Brad S. Kahl, MD: Mantle cell lymphoma is really the most ideal lymphoma to try to exploit maintenance strategies. And I say that because it’s relatively easy to get mantle cell lymphoma patients into remission, but it’s not so easy to keep them there. The remissions are generally short with standard immunochemotherapy approaches. So, the whole notion of a maintenance program is attractive in mantle cell lymphoma. And, in fact, many studies have shown major benefit for maintenance therapy in mantle cell lymphoma.

So, for example, if you have older patients with mantle cell lymphoma, a really large trial done in Europe randomized patients, after R-CHOP chemotherapy, to either maintenance rituximab given indefinitely or interferon therapy. That trial was published in the New England Journal of Medicine and shows a big benefit for the maintenance rituximab therapy, a big progression-free survival benefit, and an overall survival benefit. Based upon that, physicians around the world have routinely started using maintenance rituximab in their older mantle cell lymphoma patients after they finish their induction.

At the same time, we learned that bendamustine might be a better induction platform than CHOP. Most people get BR therapy as their induction, and so it begs the question of whether the maintenance therapy will have the same benefit after BR. A lot of us have just extrapolated the data from the R-CHOP patients, and then in our practices, we will give BR and then maintenance rituximab. Last year at the ASCO meeting, Dr. Rummel presented some data from a trial that they had done in Europe where they randomized patients after BR to observation or to maintenance rituximab. And surprisingly, the trial showed no benefit for the maintenance. The issue I have with that is it was a relatively small trial, only 60 patients in each arm. And if you look in detail at the Kaplan-Meier curves, the shape of the curves is unusual. I’m worried that there are some quirks of small numbers. So, I don’t view that as definitive, but if someone wants to make the statement that there are no data supporting maintenance after BR, that is a true statement. That’s a true statement, although many of us are still giving maintenance after BR because we didn’t view that as definitive.
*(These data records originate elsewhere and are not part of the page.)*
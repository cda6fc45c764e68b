//! Per-window byte and frame accounting

use std::fmt;
use std::sync::Arc;
use std::time::Duration;

use log::debug;
use parking_lot::Mutex;
use tokio::sync::watch;
use tokio_util::sync::CancellationToken;

use crate::utils::string::format_data_rate;

/// Totals of one completed window
#[derive(Debug, Clone, Copy, PartialEq, Default)]
pub struct RateSnapshot {
    pub bytes: u64,
    pub frames: u32,
    pub window: Duration,
}

impl RateSnapshot {
    pub fn bytes_per_second(&self) -> f64 {
        let secs = self.window.as_secs_f64();
        if secs == 0.0 {
            return 0.0;
        }
        self.bytes as f64 / secs
    }

    pub fn frames_per_second(&self) -> f64 {
        let secs = self.window.as_secs_f64();
        if secs == 0.0 {
            return 0.0;
        }
        self.frames as f64 / secs
    }
}

impl fmt::Display for RateSnapshot {
    fn fmt(&self, f: &mut fmt::Formatter<'_>) -> fmt::Result {
        write!(
            f,
            "{}, {:.1} fps",
            format_data_rate(self.bytes_per_second()),
            self.frames_per_second()
        )
    }
}

#[derive(Default)]
struct Counters {
    bytes: u64,
    frames: u32,
}

/// Counters for the window in progress
///
/// Bytes and frames share one lock, so a frame and its bytes always land in
/// the same window.
pub struct RateWindow {
    counters: Mutex<Counters>,
}

impl RateWindow {
    pub fn new() -> Self {
        Self {
            counters: Mutex::new(Counters::default()),
        }
    }

    /// Count one frame of `size` bytes
    pub fn record(&self, size: usize) {
        let mut counters = self.counters.lock();
        counters.bytes += size as u64;
        counters.frames = counters.frames.saturating_add(1);
    }

    pub fn current_bytes(&self) -> u64 {
        self.counters.lock().bytes
    }

    pub fn current_frames(&self) -> u32 {
        self.counters.lock().frames
    }

    /// Close the current window and start a new one at zero
    pub fn roll(&self, window: Duration) -> RateSnapshot {
        let Counters { bytes, frames } = std::mem::take(&mut *self.counters.lock());
        RateSnapshot {
            bytes,
            frames,
            window,
        }
    }
}

impl Default for RateWindow {
    fn default() -> Self {
        Self::new()
    }
}

/// Rolls a [`RateWindow`] on a fixed period and publishes each snapshot
pub struct RateMonitor {
    window: Arc<RateWindow>,
    period: Duration,
    tx: watch::Sender<RateSnapshot>,
}

impl RateMonitor {
    pub fn new(window: Arc<RateWindow>, period: Duration) -> (Self, watch::Receiver<RateSnapshot>) {
        let (tx, rx) = watch::channel(RateSnapshot::default());
        (Self { window, period, tx }, rx)
    }

    pub async fn run(self, cancel: CancellationToken) {
        let mut interval = tokio::time::interval(self.period);
        // the first tick completes immediately
        interval.tick().await;

        loop {
            tokio::select! {
                _ = cancel.cancelled() => break,
                _ = interval.tick() => {}
            }
            let snapshot = self.window.roll(self.period);
            debug!("RateMonitor: {}", snapshot);
            if self.tx.send(snapshot).is_err() {
                break;
            }
        }
    }
}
Now if you flip it to the younger patients, the patients who get intensive therapy—the high-dose cytarabine-containing treatment with the autologous stem cell transplant—it was not known until just recently whether maintenance was still beneficial in those patients. But a large trial that was done in France was presented at the ASH meeting in 2016, and that trial showed a very large benefit for maintenance rituximab after autologous stem cell transplantation, a benefit in terms of progression-free survival, and a benefit in terms of overall survival. So, although those are not published data yet, people are already starting to change their practice based upon the overall survival benefit seen for maintenance therapy in younger patients.
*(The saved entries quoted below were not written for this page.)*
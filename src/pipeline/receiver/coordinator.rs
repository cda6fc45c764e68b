//! Receiver pipeline coordinator
//!
//! Chains receive → decode stages and manages their lifecycle.

use anyhow::Result;
use futures_util::future::join_all;
use log::{error, info};
use std::sync::Arc;
use tokio::sync::watch;
use tokio::task::JoinHandle;
use tokio_util::sync::CancellationToken;

use crate::config::Config;
use crate::decoder::FrameReconstructor;
use crate::pipeline::health::{PipelineHealth, spawn_health_reporting};
use crate::pipeline::rate::{RateMonitor, RateSnapshot, RateWindow};
use crate::pipeline::receiver::decode_stage::DecodeStage;
use crate::pipeline::receiver::receive_stage::ReceiveStage;
use crate::pipeline::stage::spawn_stage;
use crate::pipeline::state::PipelineState;
use crate::utils::net::transport::Transport;

/// Coordinates the receiver pipeline: Network → Receive → Decode → Buffer
///
/// Consumers subscribe to reconstructed buffers through
/// [`ReceiverCoordinator::reconstructor`].
pub struct ReceiverCoordinator {
    config: Config,
    transport: Arc<dyn Transport>,
    health: Arc<PipelineHealth>,
    reconstructor: Arc<FrameReconstructor>,
    rate_monitor: Option<RateMonitor>,
    rate_rx: watch::Receiver<RateSnapshot>,
    state: PipelineState,
    cancel: CancellationToken,
    tasks: Vec<JoinHandle<()>>,
}

impl ReceiverCoordinator {
    /// Create a new receiver coordinator
    pub fn new(config: Config, transport: Arc<dyn Transport>) -> Self {
        let health = Arc::new(PipelineHealth::new());
        let rate = Arc::new(RateWindow::new());
        let (rate_monitor, rate_rx) = RateMonitor::new(rate.clone(), config.rate_window());
        let reconstructor = Arc::new(FrameReconstructor::new(
            Arc::new(config.compression),
            config.max_message_bytes,
            rate,
            health.clone(),
        ));

        Self {
            config,
            transport,
            health,
            reconstructor,
            rate_monitor: Some(rate_monitor),
            rate_rx,
            state: PipelineState::Idle,
            cancel: CancellationToken::new(),
            tasks: Vec::new(),
        }
    }

    /// Launch the receiver pipeline
    pub fn launch(&mut self) -> Result<()> {
        self.state.transition(PipelineState::Initializing)?;

        let mut receive_stage = ReceiveStage::new(
            self.transport.clone(),
            self.health.clone(),
            self.config.queue_depth,
            self.cancel.clone(),
        );
        let message_rx = receive_stage.take_output();

        let mut decode_stage = DecodeStage::new(self.reconstructor.clone(), self.cancel.clone());
        decode_stage.set_input(message_rx);

        self.tasks.push(spawn_stage(receive_stage));
        self.tasks.push(spawn_stage(decode_stage));

        if let Some(monitor) = self.rate_monitor.take() {
            let cancel = self.cancel.clone();
            self.tasks
                .push(tokio::spawn(async move { monitor.run(cancel).await }));
        }
        self.tasks.push(spawn_health_reporting(
            "Receiver",
            self.health.clone(),
            self.config.health_log_interval(),
            self.cancel.clone(),
        ));

        self.state.transition(PipelineState::running())?;
        info!("ReceiverCoordinator: pipeline launched");
        Ok(())
    }

    /// Reconstruction state and buffer listeners
    pub fn reconstructor(&self) -> &Arc<FrameReconstructor> {
        &self.reconstructor
    }

    /// Incoming byte rate, one snapshot per rate window
    pub fn rate_updates(&self) -> watch::Receiver<RateSnapshot> {
        self.rate_rx.clone()
    }

    /// Get the pipeline health metrics
    pub fn health(&self) -> &Arc<PipelineHealth> {
        &self.health
    }

    /// Get the current pipeline state
    pub fn state(&self) -> &PipelineState {
        &self.state
    }

    /// Stop the pipeline
    pub async fn stop(&mut self) -> Result<()> {
        if self.state.is_stopped() {
            return Ok(());
        }
        if self.state == PipelineState::Idle {
            self.state = PipelineState::Stopped;
            return Ok(());
        }
        self.state.transition(PipelineState::Stopping)?;
        self.cancel.cancel();

        for result in join_all(self.tasks.drain(..)).await {
            if let Err(e) = result {
                error!("ReceiverCoordinator: task failed: {}", e);
            }
        }

        self.state.transition(PipelineState::Stopped)?;
        info!("ReceiverCoordinator: pipeline stopped ({})", self.health.summary());
        Ok(())
    }
}

#[cfg(test)]
mod tests {
    use super::*;
    use crate::decoder::ReceiverState;
    use crate::utils::net::LoopbackTransport;
    use bytes::Bytes;
    use std::time::Duration;

    #[tokio::test]
    async fn test_rejects_bad_messages_and_stops() {
        let (a, b) = LoopbackTransport::pair(8);
        let mut receiver = ReceiverCoordinator::new(Config::default(), Arc::new(b));
        receiver.launch().unwrap();
        assert!(receiver.state().is_running());

        a.send(Bytes::from_static(&[0xff; 32])).await.unwrap();
        tokio::time::timeout(Duration::from_secs(5), async {
            while receiver.health().decompress_failures() == 0 {
                tokio::time::sleep(Duration::from_millis(5)).await;
            }
        })
        .await
        .unwrap();
        assert_eq!(receiver.reconstructor().state(), ReceiverState::Uninitialized);

        receiver.stop().await.unwrap();
        assert_eq!(*receiver.state(), PipelineState::Stopped);
        receiver.stop().await.unwrap();
    }
}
John P. Leonard, MD: So, maintenance therapy in mantle cell lymphoma is a little bit of a controversial issue, in part because the data are not entirely clear for all clinical situations. The fact of the matter is that there are data showing that if you’re using a CHOP-like regimen, that maintenance rituximab offers a benefit including an overall survival benefit. There are other data showing that if a patient has an autologous transplant in first remission, that maintenance rituximab also has an overall survival benefit. Some people interpret that to say that we have 2 scenarios—maintenance rituximab, overall survival benefit—therefore everyone should get maintenance rituximab, extrapolating from those 2 scenarios into others.
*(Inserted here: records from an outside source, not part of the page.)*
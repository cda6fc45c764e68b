//! Geometry-tagged pixel memory with scoped access
//!
//! A [`PixelBuffer`] owns exactly `bytes_per_row * height` bytes for the
//! geometry it was created with. Readers and writers go through guards that
//! release the lock when dropped, so an early return or a panic in the
//! middle of a copy can never leave the buffer locked.
//!
//! Writers get a fixed-size mutable slice: the length invariant cannot be
//! broken through a guard.

use std::fmt;
use std::ops::{Deref, DerefMut};

use parking_lot::{RwLock, RwLockReadGuard, RwLockWriteGuard};

use super::frame::Geometry;

/// Error returned when wrapping bytes that don't match the geometry
#[derive(Debug, Clone, PartialEq, Eq, thiserror::Error)]
#[error("buffer holds {actual} bytes but geometry {geometry} needs {expected}")]
pub struct BufferSizeError {
    pub geometry: Geometry,
    pub expected: usize,
    pub actual: usize,
}

pub struct PixelBuffer {
    geometry: Geometry,
    data: RwLock<Vec<u8>>,
}

impl PixelBuffer {
    /// Allocate a zero-filled buffer for `geometry`
    pub fn new(geometry: Geometry) -> Self {
        Self {
            geometry,
            data: RwLock::new(vec![0u8; geometry.payload_len()]),
        }
    }

    /// Wrap existing pixel bytes; the length must match the geometry exactly
    pub fn from_vec(geometry: Geometry, data: Vec<u8>) -> Result<Self, BufferSizeError> {
        let expected = geometry.payload_len();
        if data.len() != expected {
            return Err(BufferSizeError {
                geometry,
                expected,
                actual: data.len(),
            });
        }
        Ok(Self {
            geometry,
            data: RwLock::new(data),
        })
    }

    pub fn geometry(&self) -> Geometry {
        self.geometry
    }

    pub fn len(&self) -> usize {
        self.geometry.payload_len()
    }

    pub fn is_empty(&self) -> bool {
        self.len() == 0
    }

    /// Shared access, blocking while a writer holds the buffer
    pub fn read(&self) -> PixelReadGuard<'_> {
        PixelReadGuard {
            inner: self.data.read(),
        }
    }

    /// Shared access without blocking; `None` while a writer holds the buffer
    pub fn try_read(&self) -> Option<PixelReadGuard<'_>> {
        self.data
            .try_read()
            .map(|inner| PixelReadGuard { inner })
    }

    /// Exclusive access
    pub fn write(&self) -> PixelWriteGuard<'_> {
        PixelWriteGuard {
            inner: self.data.write(),
        }
    }

    /// Copy of the current contents
    pub fn to_vec(&self) -> Vec<u8> {
        self.read().to_vec()
    }
}

impl fmt::Debug for PixelBuffer {
    fn fmt(&self, f: &mut fmt::Formatter<'_>) -> fmt::Result {
        f.debug_struct("PixelBuffer")
            .field("geometry", &self.geometry)
            .field("len", &self.len())
            .finish()
    }
}

/// Read guard for a [`PixelBuffer`]
pub struct PixelReadGuard<'a> {
    inner: RwLockReadGuard<'a, Vec<u8>>,
}

impl Deref for PixelReadGuard<'_> {
    type Target = [u8];

    fn deref(&self) -> &[u8] {
        self.inner.as_slice()
    }
}

/// Write guard for a [`PixelBuffer`]
pub struct PixelWriteGuard<'a> {
    inner: RwLockWriteGuard<'a, Vec<u8>>,
}

impl Deref for PixelWriteGuard<'_> {
    type Target = [u8];

    fn deref(&self) -> &[u8] {
        self.inner.as_slice()
    }
}

impl DerefMut for PixelWriteGuard<'_> {
    fn deref_mut(&mut self) -> &mut [u8] {
        self.inner.as_mut_slice()
    }
}

#[cfg(test)]
mod tests {
    use super::*;
    use crate::capture::frame::{FourCc, PixelFormat};

    fn geometry() -> Geometry {
        Geometry::new(4, 2, PixelFormat::OneComponent8.fourcc(), 6)
    }

    #[test]
    fn test_new_buffer_is_zeroed() {
        let buffer = PixelBuffer::new(geometry());
        assert_eq!(buffer.len(), 12);
        assert!(buffer.read().iter().all(|b| *b == 0));
    }

    #[test]
    fn test_from_vec_rejects_wrong_length() {
        let err = PixelBuffer::from_vec(geometry(), vec![0u8; 11]).unwrap_err();
        assert_eq!(err.expected, 12);
        assert_eq!(err.actual, 11);

        assert!(PixelBuffer::from_vec(geometry(), vec![7u8; 12]).is_ok());
    }

    #[test]
    fn test_write_then_read() {
        let buffer = PixelBuffer::new(Geometry::new(2, 1, FourCc(1), 2));
        {
            let mut guard = buffer.write();
            guard.copy_from_slice(&[3, 4]);
        }
        assert_eq!(&*buffer.read(), &[3, 4]);
    }

    #[test]
    fn test_try_read_fails_while_writing() {
        let buffer = PixelBuffer::new(geometry());
        let guard = buffer.write();
        assert!(buffer.try_read().is_none());
        drop(guard);
        assert!(buffer.try_read().is_some());
    }

    #[test]
    fn test_guard_released_on_panic() {
        let buffer = std::sync::Arc::new(PixelBuffer::new(geometry()));
        let cloned = buffer.clone();
        let result = std::thread::spawn(move || {
            let _guard = cloned.write();
            panic!("writer failed mid-copy");
        })
        .join();
        assert!(result.is_err());
        // parking_lot locks don't poison
        assert!(buffer.try_read().is_some());
    }
}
Now, on the other hand, I said earlier that bendamustine/rituximab is the most commonly used regimen. And the data that we have up front, suggesting that maintenance does or does not add value, are not very robust. I would say that most people would get maintenance rituximab, but the data supporting that are largely less compelling, and that information or that plan would be more likely based on extrapolation from other data rather than specific well-designed robust studies answering that question. So, in my practice, most patients do get maintenance rituximab.